*** Opening Recorded information ***
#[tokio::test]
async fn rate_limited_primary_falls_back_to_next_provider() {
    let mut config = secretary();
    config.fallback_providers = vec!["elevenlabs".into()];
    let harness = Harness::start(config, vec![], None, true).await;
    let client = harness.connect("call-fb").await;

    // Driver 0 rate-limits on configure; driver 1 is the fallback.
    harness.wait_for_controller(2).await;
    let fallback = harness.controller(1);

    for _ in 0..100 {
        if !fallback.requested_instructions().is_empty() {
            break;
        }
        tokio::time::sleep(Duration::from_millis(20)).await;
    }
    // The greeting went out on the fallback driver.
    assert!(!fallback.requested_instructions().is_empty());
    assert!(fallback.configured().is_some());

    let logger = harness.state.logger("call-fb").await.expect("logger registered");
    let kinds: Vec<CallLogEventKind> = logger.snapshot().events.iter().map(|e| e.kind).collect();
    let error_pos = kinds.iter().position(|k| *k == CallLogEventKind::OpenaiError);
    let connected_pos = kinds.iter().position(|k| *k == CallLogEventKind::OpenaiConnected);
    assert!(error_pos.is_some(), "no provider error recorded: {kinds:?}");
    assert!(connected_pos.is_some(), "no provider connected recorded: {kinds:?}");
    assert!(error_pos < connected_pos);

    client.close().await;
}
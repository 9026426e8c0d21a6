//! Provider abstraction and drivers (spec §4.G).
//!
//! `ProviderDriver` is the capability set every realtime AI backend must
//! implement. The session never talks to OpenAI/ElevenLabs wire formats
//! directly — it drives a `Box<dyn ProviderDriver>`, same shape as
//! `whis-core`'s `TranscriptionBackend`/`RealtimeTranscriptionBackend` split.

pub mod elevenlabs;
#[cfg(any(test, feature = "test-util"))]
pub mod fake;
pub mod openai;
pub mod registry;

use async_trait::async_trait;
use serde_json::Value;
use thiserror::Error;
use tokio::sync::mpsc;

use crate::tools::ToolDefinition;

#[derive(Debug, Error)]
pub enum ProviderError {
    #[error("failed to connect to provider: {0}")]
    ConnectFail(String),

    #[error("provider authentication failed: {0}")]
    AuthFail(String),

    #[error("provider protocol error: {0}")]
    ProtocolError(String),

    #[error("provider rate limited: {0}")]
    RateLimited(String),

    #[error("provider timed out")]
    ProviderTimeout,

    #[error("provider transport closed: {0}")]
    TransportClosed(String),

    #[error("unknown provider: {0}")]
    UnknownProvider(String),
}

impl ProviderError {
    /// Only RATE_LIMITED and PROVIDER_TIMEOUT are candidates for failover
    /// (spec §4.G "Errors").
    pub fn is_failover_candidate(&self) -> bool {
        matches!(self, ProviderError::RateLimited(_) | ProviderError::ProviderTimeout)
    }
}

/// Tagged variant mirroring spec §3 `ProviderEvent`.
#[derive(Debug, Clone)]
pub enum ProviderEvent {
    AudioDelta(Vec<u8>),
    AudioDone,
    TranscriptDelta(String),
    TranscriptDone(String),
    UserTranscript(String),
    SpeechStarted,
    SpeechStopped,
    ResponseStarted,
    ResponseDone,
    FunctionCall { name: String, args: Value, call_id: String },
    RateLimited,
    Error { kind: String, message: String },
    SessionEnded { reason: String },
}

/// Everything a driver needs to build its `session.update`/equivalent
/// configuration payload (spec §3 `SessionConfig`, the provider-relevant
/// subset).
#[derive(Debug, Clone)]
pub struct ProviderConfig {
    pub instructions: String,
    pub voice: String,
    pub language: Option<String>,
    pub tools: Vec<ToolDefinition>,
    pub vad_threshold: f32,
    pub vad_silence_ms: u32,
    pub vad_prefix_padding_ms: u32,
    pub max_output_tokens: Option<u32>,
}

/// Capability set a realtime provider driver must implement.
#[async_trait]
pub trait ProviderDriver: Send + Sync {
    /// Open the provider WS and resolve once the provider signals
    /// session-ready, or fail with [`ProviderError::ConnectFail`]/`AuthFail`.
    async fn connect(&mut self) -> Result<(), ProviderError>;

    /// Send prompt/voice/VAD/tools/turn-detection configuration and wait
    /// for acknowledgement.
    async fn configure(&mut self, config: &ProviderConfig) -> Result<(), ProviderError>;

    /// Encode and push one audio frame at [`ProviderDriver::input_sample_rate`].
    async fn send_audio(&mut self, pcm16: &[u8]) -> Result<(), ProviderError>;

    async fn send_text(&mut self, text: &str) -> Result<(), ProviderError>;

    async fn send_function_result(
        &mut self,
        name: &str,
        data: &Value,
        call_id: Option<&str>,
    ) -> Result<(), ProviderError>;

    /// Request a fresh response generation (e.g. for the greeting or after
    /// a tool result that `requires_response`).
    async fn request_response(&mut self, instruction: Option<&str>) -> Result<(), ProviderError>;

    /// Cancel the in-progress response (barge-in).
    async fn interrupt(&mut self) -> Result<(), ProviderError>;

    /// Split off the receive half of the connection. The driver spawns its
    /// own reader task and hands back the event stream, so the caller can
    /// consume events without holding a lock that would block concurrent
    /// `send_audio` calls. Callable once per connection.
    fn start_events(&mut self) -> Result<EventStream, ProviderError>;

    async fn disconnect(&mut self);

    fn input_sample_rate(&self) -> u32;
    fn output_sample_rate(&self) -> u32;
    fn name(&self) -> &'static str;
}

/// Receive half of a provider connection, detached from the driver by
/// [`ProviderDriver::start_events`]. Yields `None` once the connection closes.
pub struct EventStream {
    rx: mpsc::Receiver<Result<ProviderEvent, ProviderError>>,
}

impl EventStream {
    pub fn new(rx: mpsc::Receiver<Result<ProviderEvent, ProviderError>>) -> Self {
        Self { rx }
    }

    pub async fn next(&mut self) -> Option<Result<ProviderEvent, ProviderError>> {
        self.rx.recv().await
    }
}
*** Closing Recorded information ***
Your task: Pull every line containing the word "half" out of the material.

Worked solution:
    /// Split off the receive half of the connection. The driver spawns its
/// Receive half of a provider connection, detached from the driver by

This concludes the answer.